Surprisingly, however, GHC does not enforce global uniqueness of instances. Imported instances are not checked for overlap until we attempt to use them for instance resolution. Consider the following program:
-- T.hs data T = T -- A.hs import T instance Eq T where -- B.hs import T instance Eq T where -- C.hs import A import B
When compiled with one-shot compilation, C will not report overlapping instances unless we actually attempt to use the Eq instance in C. This is by design: ensuring that there are no overlapping instances eagerly requires eagerly reading all the interface files a module may depend on.
We might summarize these three properties in the following manner. Culturally, the Haskell community expects global uniqueness of instances to hold: the implicit global database of instances should be confluent and coherent. GHC, however, does not enforce uniqueness of instances: instead, it merely guarantees that the subset of the instance database it uses when it compiles any given module is confluent and coherent. GHC does do some tests when an instance is declared to see if it would result in overlap with visible instances, but the check is by no means perfect; truly, type-class constraint resolution has the final word. One mitigating factor is that in the absence of orphan instances, GHC is guaranteed to eagerly notice when the instance database has overlap (assuming that the instance declaration checks actually worked...)
Clearly, the fact that GHC's lazy behavior is surprising to most Haskellers means that the lazy check is mostly good enough: a user is likely to discover overlapping instances one way or another. However, it is relatively simple to construct example programs which violate global uniqueness of instances in an observable way:
-- A.hs module A where data U = X | Y deriving (Eq, Show) -- B.hs module B where import Data.Set import A instance Ord U where compare X X = EQ compare X Y = LT compare Y X = GT compare Y Y = EQ ins :: U -> Set U -> Set U ins = insert -- C.hs module C where import Data.Set import A instance Ord U where compare X X = EQ compare X Y = GT compare Y X = LT compare Y Y = EQ ins' :: U -> Set U -> Set U ins' = insert -- D.hs module Main where import Data.Set import A import B import C test :: Set U test = ins' X $ ins X $ ins Y $ empty main :: IO () main = print test
-- OUTPUT $ ghc -Wall -XSafe -fforce-recomp --make D.hs [1 of 4] Compiling A ( A.hs, A.o ) [2 of 4] Compiling B ( B.hs, B.o ) B.hs:5:10: Warning: Orphan instance: instance [safe] Ord U [3 of 4] Compiling C ( C.hs, C.o ) C.hs:5:10: Warning: Orphan instance: instance [safe] Ord U [4 of 4] Compiling Main ( D.hs, D.o ) Linking D ... $ ./D fromList [X,Y,X]

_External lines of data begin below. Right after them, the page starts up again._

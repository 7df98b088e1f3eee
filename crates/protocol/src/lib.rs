//! Tempest Protocol - Core types for the alert fan-out pipeline
//!
//! This crate provides the types that flow from the feed to every sink:
//! - `AlertRecord` - One normalized alert, built once per feed entry
//! - `RecordField` - Statically declared column list for records
//! - `AlertQuery` - Partial record used for exact and fuzzy lookups
//! - `ProcessingResult` - Outcome of one bus publish invocation
//! - `FunctionDescriptor` - Serverless function definition used by the archive path
//!
//! # Design Principles
//!
//! - **Immutable records**: `active` is computed at creation and never revised
//! - **Static schema**: every column is declared in `RecordField::ALL`, no runtime field discovery
//! - **Serde everywhere**: records travel as JSON on the bus and in the index

mod error;
mod function;
mod query;
mod record;
mod result;

pub use error::ProtocolError;
pub use function::FunctionDescriptor;
pub use query::AlertQuery;
pub use record::{AlertRecord, AlertRecordBuilder, RecordField, compute_active, id_from_uri};
pub use result::{ProcessingResult, ProcessingStatus};

/// Result type for protocol operations
pub type Result<T> = std::result::Result<T, ProtocolError>;

/// CAP extension fields kept by default when no allow-list is configured
pub const DEFAULT_CAP_FIELDS: &[&str] = &[
    "effective",
    "expires",
    "category",
    "urgency",
    "severity",
    "certainty",
    "areaDesc",
];
//! Run orchestration
//!
//! ```text
//! FETCH ──> PUBLISH ──> ARCHIVE ──> DONE
//!   │          │           │
//!   └──────────┴───────────┴──────> FAILED
//! ```
//!
//! The sink required by an entry point is checked before anything is
//! fetched. Nothing is retried here; each error keeps its kind.

use std::sync::Arc;
use std::time::Instant;

use tempest_connectors::FeedSource;
use tempest_protocol::{AlertQuery, AlertRecord, ProcessingResult};
use tempest_sinks::{ArchivalSink, ArchiveReceipt, BusSink, IndexSink, Togglable};
use tracing::{debug, info, warn};

use crate::error::{PipelineError, Result, RunError, RunStage};

/// Outcome of an end-to-end run
#[derive(Debug, Clone)]
pub struct RunReport {
    /// Records fetched from the feed
    pub records: usize,
    /// Of those, records still active
    pub active: usize,
    pub publish: ProcessingResult,
    /// `None` when the archive sink is switched off
    pub archive: Option<ArchiveReceipt>,
}

/// Sequences feed, bus and archive for one run
pub struct Orchestrator {
    feed: Arc<dyn FeedSource>,
    bus: Arc<BusSink>,
    index: Arc<IndexSink>,
    archive: Arc<ArchivalSink>,
    index_name: String,
}

impl Orchestrator {
    pub fn new(
        feed: Arc<dyn FeedSource>,
        bus: Arc<BusSink>,
        index: Arc<IndexSink>,
        archive: Arc<ArchivalSink>,
        index_name: impl Into<String>,
    ) -> Self {
        Self {
            feed,
            bus,
            index,
            archive,
            index_name: index_name.into(),
        }
    }

    pub fn bus(&self) -> &Arc<BusSink> {
        &self.bus
    }

    pub fn index(&self) -> &Arc<IndexSink> {
        &self.index
    }

    pub fn archive(&self) -> &Arc<ArchivalSink> {
        &self.archive
    }

    pub fn index_name(&self) -> &str {
        &self.index_name
    }

    /// Fetch, publish every record, then archive a snapshot
    ///
    /// The bus is mandatory. A disabled archive sink is skipped.
    ///
    /// # Errors
    ///
    /// Returns the first failure together with the stage it happened in
    pub async fn run_end_to_end(&self) -> std::result::Result<RunReport, RunError> {
        let started = Instant::now();
        info!(feed = %self.feed.location(), "end-to-end run starting");

        let result = self.end_to_end().await;
        finish("end_to_end", started, result)
    }

    /// Fetch and publish only
    ///
    /// # Errors
    ///
    /// `CapabilityDisabled` if the bus is off; otherwise the fetch or publish failure
    pub async fn run_publish_only(&self) -> std::result::Result<ProcessingResult, RunError> {
        let started = Instant::now();
        let result = self.publish_only().await;
        finish("publish_only", started, result)
    }

    /// Fetch and archive only
    ///
    /// # Errors
    ///
    /// `CapabilityDisabled` if the archive is off; otherwise the fetch,
    /// provisioning or upload failure
    pub async fn run_archive_only(&self) -> std::result::Result<ArchiveReceipt, RunError> {
        let started = Instant::now();
        let result = self.archive_only().await;
        finish("archive_only", started, result)
    }

    /// Records matching every present field of `query`
    ///
    /// # Errors
    ///
    /// `CapabilityDisabled` if the index is off, `SinkDelivery` if it cannot be queried
    pub async fn search(&self, query: &AlertQuery, fuzzy: bool) -> Result<Vec<AlertRecord>> {
        self.index.require_enabled(PipelineError::capability_disabled(
            "cannot search alerts when the index sink is disabled",
        ))?;
        Ok(self.index.search(query, &self.index_name, fuzzy).await?)
    }

    /// First `limit` indexed records (10 when `None`)
    ///
    /// # Errors
    ///
    /// `CapabilityDisabled` if the index is off, `SinkDelivery` if it cannot be queried
    pub async fn select_all(&self, limit: Option<usize>) -> Result<Vec<AlertRecord>> {
        self.index.require_enabled(PipelineError::capability_disabled(
            "cannot select alerts when the index sink is disabled",
        ))?;
        Ok(self.index.select_all(&self.index_name, limit).await?)
    }

    async fn end_to_end(&self) -> std::result::Result<RunReport, RunError> {
        self.require_bus("an end-to-end run")
            .map_err(|e| RunError::new(RunStage::Publish, e))?;

        let records = self.fetch().await?;
        let publish = self.publish(&records).await?;

        let archive = if self.archive.enabled() {
            Some(self.archive_records(&records).await?)
        } else {
            info!("archive sink disabled, snapshot skipped");
            None
        };

        Ok(RunReport {
            records: records.len(),
            active: records.iter().filter(|r| r.active).count(),
            publish,
            archive,
        })
    }

    async fn publish_only(&self) -> std::result::Result<ProcessingResult, RunError> {
        self.require_bus("publishing the feed")
            .map_err(|e| RunError::new(RunStage::Publish, e))?;
        let records = self.fetch().await?;
        self.publish(&records).await
    }

    async fn archive_only(&self) -> std::result::Result<ArchiveReceipt, RunError> {
        self.archive
            .require_enabled(PipelineError::capability_disabled(
                "cannot archive the feed when the archive sink is disabled",
            ))
            .map_err(|e| RunError::new(RunStage::Archive, e))?;
        let records = self.fetch().await?;
        self.archive_records(&records).await
    }

    fn require_bus(&self, operation: &str) -> Result<()> {
        self.bus.require_enabled(PipelineError::capability_disabled(format!(
            "bus sink is required for {operation} but is disabled"
        )))
    }

    async fn fetch(&self) -> std::result::Result<Vec<AlertRecord>, RunError> {
        debug!(stage = %RunStage::Fetch, source = self.feed.name(), "entering stage");
        self.feed
            .fetch()
            .await
            .map_err(|e| RunError::new(RunStage::Fetch, e))
    }

    async fn publish(
        &self,
        records: &[AlertRecord],
    ) -> std::result::Result<ProcessingResult, RunError> {
        debug!(stage = %RunStage::Publish, topic = self.bus.topic(), "entering stage");
        self.bus
            .publish(records)
            .await
            .map_err(|e| RunError::new(RunStage::Publish, e))
    }

    async fn archive_records(
        &self,
        records: &[AlertRecord],
    ) -> std::result::Result<ArchiveReceipt, RunError> {
        debug!(stage = %RunStage::Archive, "entering stage");
        self.archive
            .snapshot_and_archive(records)
            .await
            .map_err(|e| RunError::new(RunStage::Archive, e))
    }
}

fn finish<T>(
    run: &'static str,
    started: Instant,
    result: std::result::Result<T, RunError>,
) -> std::result::Result<T, RunError> {
    let elapsed_ms = started.elapsed().as_millis() as u64;
    match &result {
        Ok(_) => info!(run, stage = %RunStage::Done, elapsed_ms, "run complete"),
        Err(e) => warn!(
            run,
            stage = %RunStage::Failed,
            failed_during = %e.stage,
            kind = e.error.kind(),
            error = %e.error,
            elapsed_ms,
            "run failed"
        ),
    }
    result
}

#[cfg(test)]
#[path = "orchestrator_test.rs"]
mod orchestrator_test;
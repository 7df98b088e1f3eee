//! Serverless function definition for the archive trigger

use std::collections::BTreeMap;
use std::path::PathBuf;

use serde::{Deserialize, Serialize};

/// Definition of the function invoked when an object lands in the source bucket
#[derive(Debug, Clone, PartialEq, Eq, Serialize, Deserialize)]
pub struct FunctionDescriptor {
    pub name: String,
    /// Entry point, e.g. `package.Handler::handleRequest`
    pub handler: String,
    /// Execution role identifier
    pub role: String,
    pub timeout_secs: u32,
    /// Path to the deployable code artifact
    pub code_path: PathBuf,
    /// Environment passed to the function at invocation
    #[serde(default)]
    pub environment: BTreeMap<String, String>,
}

impl FunctionDescriptor {
    /// Trigger target identifier used in bucket notification rules
    pub fn target(&self) -> String {
        format!("function:{}", self.name)
    }
}
//! Errors from loading and validating `tempest.toml`

use std::io;
use thiserror::Error;

/// Result alias used across this crate
pub type Result<T> = std::result::Result<T, ConfigError>;

/// Why a configuration could not be used
#[derive(Debug, Error)]
pub enum ConfigError {
    /// The file could not be read
    #[error("failed to read config file '{path}': {source}")]
    IoError {
        /// Path to the file
        path: String,
        /// Underlying IO error
        #[source]
        source: io::Error,
    },

    /// Failed to parse TOML
    #[error("failed to parse config: {0}")]
    ParseError(#[from] toml::de::Error),

    /// A required value is empty
    #[error("{section} is missing required field '{field}'")]
    MissingField {
        /// Config section (e.g., "bus", "archive")
        section: &'static str,
        /// Missing field name
        field: &'static str,
    },

    /// A value is present but unusable
    #[error("{section} has invalid {field}: {message}")]
    InvalidValue {
        /// Config section
        section: &'static str,
        /// Field name
        field: &'static str,
        /// Error message
        message: String,
    },
}

impl ConfigError {
    pub fn missing_field(section: &'static str, field: &'static str) -> Self {
        Self::MissingField { section, field }
    }

    pub fn invalid_value(
        section: &'static str,
        field: &'static str,
        message: impl Into<String>,
    ) -> Self {
        Self::InvalidValue {
            section,
            field,
            message: message.into(),
        }
    }
}
//! Elasticsearch-compatible REST backend
//!
//! Documents are written with `PUT /{index}/_doc/{id}` (replace semantics)
//! and read with `POST /{index}/_search`. Exact clauses are `term` queries
//! on the `.keyword` sub-field; fuzzy clauses are `fuzzy` queries with
//! `AUTO` fuzziness on the analyzed field. Timestamp and `active` clauses
//! are plain `term` queries in either mode.

use std::time::Duration;

use async_trait::async_trait;
use reqwest::{StatusCode, Url};
use serde_json::{Value, json};
use tempest_protocol::{AlertQuery, AlertRecord, RecordField};

use super::{INDEX, MatchMode, SearchBackend};
use crate::common::SinkError;

/// Search request body for `query`
pub fn build_search_body(query: &AlertQuery, mode: MatchMode, limit: usize) -> Value {
    let clauses = query.clauses();
    if clauses.is_empty() {
        return json!({ "size": limit, "query": { "match_all": {} } });
    }

    let must: Vec<Value> = clauses
        .into_iter()
        .map(|(field, value)| match mode {
            // dates and booleans are not text-mapped
            _ if field.is_timestamp() || field == RecordField::Active => json!({
                "term": { (field.as_str()): value }
            }),
            MatchMode::Exact => json!({
                "term": { (format!("{}.keyword", field.as_str())): value }
            }),
            MatchMode::Fuzzy => json!({
                "fuzzy": {
                    (field.as_str()): { "value": value.to_lowercase(), "fuzziness": "AUTO" }
                }
            }),
        })
        .collect();

    json!({ "size": limit, "query": { "bool": { "must": must } } })
}

/// Records from the `hits.hits[]._source` of a search response
///
/// # Errors
///
/// Returns a message if the response shape or a document is unreadable
pub fn parse_hits(body: &Value) -> Result<Vec<AlertRecord>, String> {
    let hits = body
        .pointer("/hits/hits")
        .and_then(Value::as_array)
        .ok_or_else(|| "response has no hits.hits array".to_string())?;

    hits.iter()
        .map(|hit| {
            let source = hit
                .get("_source")
                .ok_or_else(|| "hit has no _source".to_string())?;
            serde_json::from_value(source.clone()).map_err(|e| format!("bad document: {e}"))
        })
        .collect()
}

/// REST client for an Elasticsearch-compatible cluster
pub struct ElasticsearchBackend {
    base: Url,
    client: reqwest::Client,
}

impl ElasticsearchBackend {
    /// # Errors
    ///
    /// Returns error if `url` is not a valid base URL or the HTTP client cannot be created
    pub fn new(url: &str, timeout: Duration) -> Result<Self, SinkError> {
        let base = Url::parse(url)
            .map_err(|e| SinkError::delivery(INDEX, format!("invalid url '{url}': {e}")))?;
        if base.cannot_be_a_base() {
            return Err(SinkError::delivery(INDEX, format!("'{url}' cannot be a base URL")));
        }
        let client = reqwest::Client::builder()
            .timeout(timeout)
            .build()
            .map_err(|e| SinkError::delivery(INDEX, format!("HTTP client: {e}")))?;
        Ok(Self { base, client })
    }

    /// URL with `segments` appended as escaped path segments
    pub fn endpoint(&self, segments: &[&str]) -> Url {
        let mut url = self.base.clone();
        if let Ok(mut path) = url.path_segments_mut() {
            path.pop_if_empty().extend(segments);
        }
        url
    }

    async fn post_search(&self, index: &str, body: Value) -> Result<Vec<AlertRecord>, SinkError> {
        let response = self
            .client
            .post(self.endpoint(&[index, "_search"]))
            .json(&body)
            .send()
            .await
            .map_err(|e| SinkError::delivery(INDEX, e.to_string()))?;

        let status = response.status();
        if status == StatusCode::NOT_FOUND {
            // index not created yet
            return Ok(Vec::new());
        }
        if !status.is_success() {
            let detail = response.text().await.unwrap_or_default();
            return Err(SinkError::delivery(
                INDEX,
                format!("search returned {status}: {detail}"),
            ));
        }

        let body: Value = response
            .json()
            .await
            .map_err(|e| SinkError::delivery(INDEX, format!("unreadable response: {e}")))?;
        parse_hits(&body).map_err(|e| SinkError::delivery(INDEX, e))
    }
}

#[async_trait]
impl SearchBackend for ElasticsearchBackend {
    fn name(&self) -> &'static str {
        "elasticsearch"
    }

    async fn put(&self, index: &str, id: &str, record: &AlertRecord) -> Result<(), SinkError> {
        let response = self
            .client
            .put(self.endpoint(&[index, "_doc", id]))
            .json(record)
            .send()
            .await
            .map_err(|e| SinkError::delivery(INDEX, e.to_string()))?;

        let status = response.status();
        if status.is_success() {
            Ok(())
        } else {
            let detail = response.text().await.unwrap_or_default();
            Err(SinkError::delivery(
                INDEX,
                format!("index {id} returned {status}: {detail}"),
            ))
        }
    }

    async fn select(&self, index: &str, limit: usize) -> Result<Vec<AlertRecord>, SinkError> {
        self.post_search(index, build_search_body(&AlertQuery::default(), MatchMode::Exact, limit))
            .await
    }

    async fn search(
        &self,
        index: &str,
        query: &AlertQuery,
        mode: MatchMode,
        limit: usize,
    ) -> Result<Vec<AlertRecord>, SinkError> {
        self.post_search(index, build_search_body(query, mode, limit))
            .await
    }
}
//! In-process topic channel

use async_trait::async_trait;
use tempest_protocol::AlertRecord;
use tokio::sync::mpsc;

use super::{BUS, BusMessage, Publisher};
use crate::common::SinkError;

/// Publishes onto a bounded channel; the receiver is the topic consumer
#[derive(Debug, Clone)]
pub struct ChannelPublisher {
    tx: mpsc::Sender<BusMessage>,
}

impl ChannelPublisher {
    pub fn new(capacity: usize) -> (Self, mpsc::Receiver<BusMessage>) {
        let (tx, rx) = mpsc::channel(capacity.max(1));
        (Self { tx }, rx)
    }
}

#[async_trait]
impl Publisher for ChannelPublisher {
    fn name(&self) -> &'static str {
        "channel"
    }

    async fn send(&self, topic: &str, record: &AlertRecord) -> Result<(), SinkError> {
        let message = BusMessage {
            topic: topic.to_string(),
            key: record.id.clone(),
            record: record.clone(),
        };
        self.tx
            .send(message)
            .await
            .map_err(|_| SinkError::delivery(BUS, format!("topic '{topic}' has no consumer")))
    }
}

Locally, all type class resolution was coherent: in the subset of instances each module had visible, type class resolution could be done unambiguously. Furthermore, the types of ins and ins' discharge type class resolution, so that in D when the database is now overlapping, no resolution occurs, so the error is never found.
It is easy to dismiss this example as an implementation wart in GHC, and continue pretending that global uniqueness of instances holds. However, the problem with global uniqueness of instances is that they are inherently nonmodular: you might find yourself unable to compose two components because they accidentally defined the same type class instance, even though these instances are plumbed deep in the implementation details of the components. This is a big problem for Backpack, or really any module system, whose mantra of separate modular development seeks to guarantee that linking will succeed if the library writer and the application writer develop to a common signature.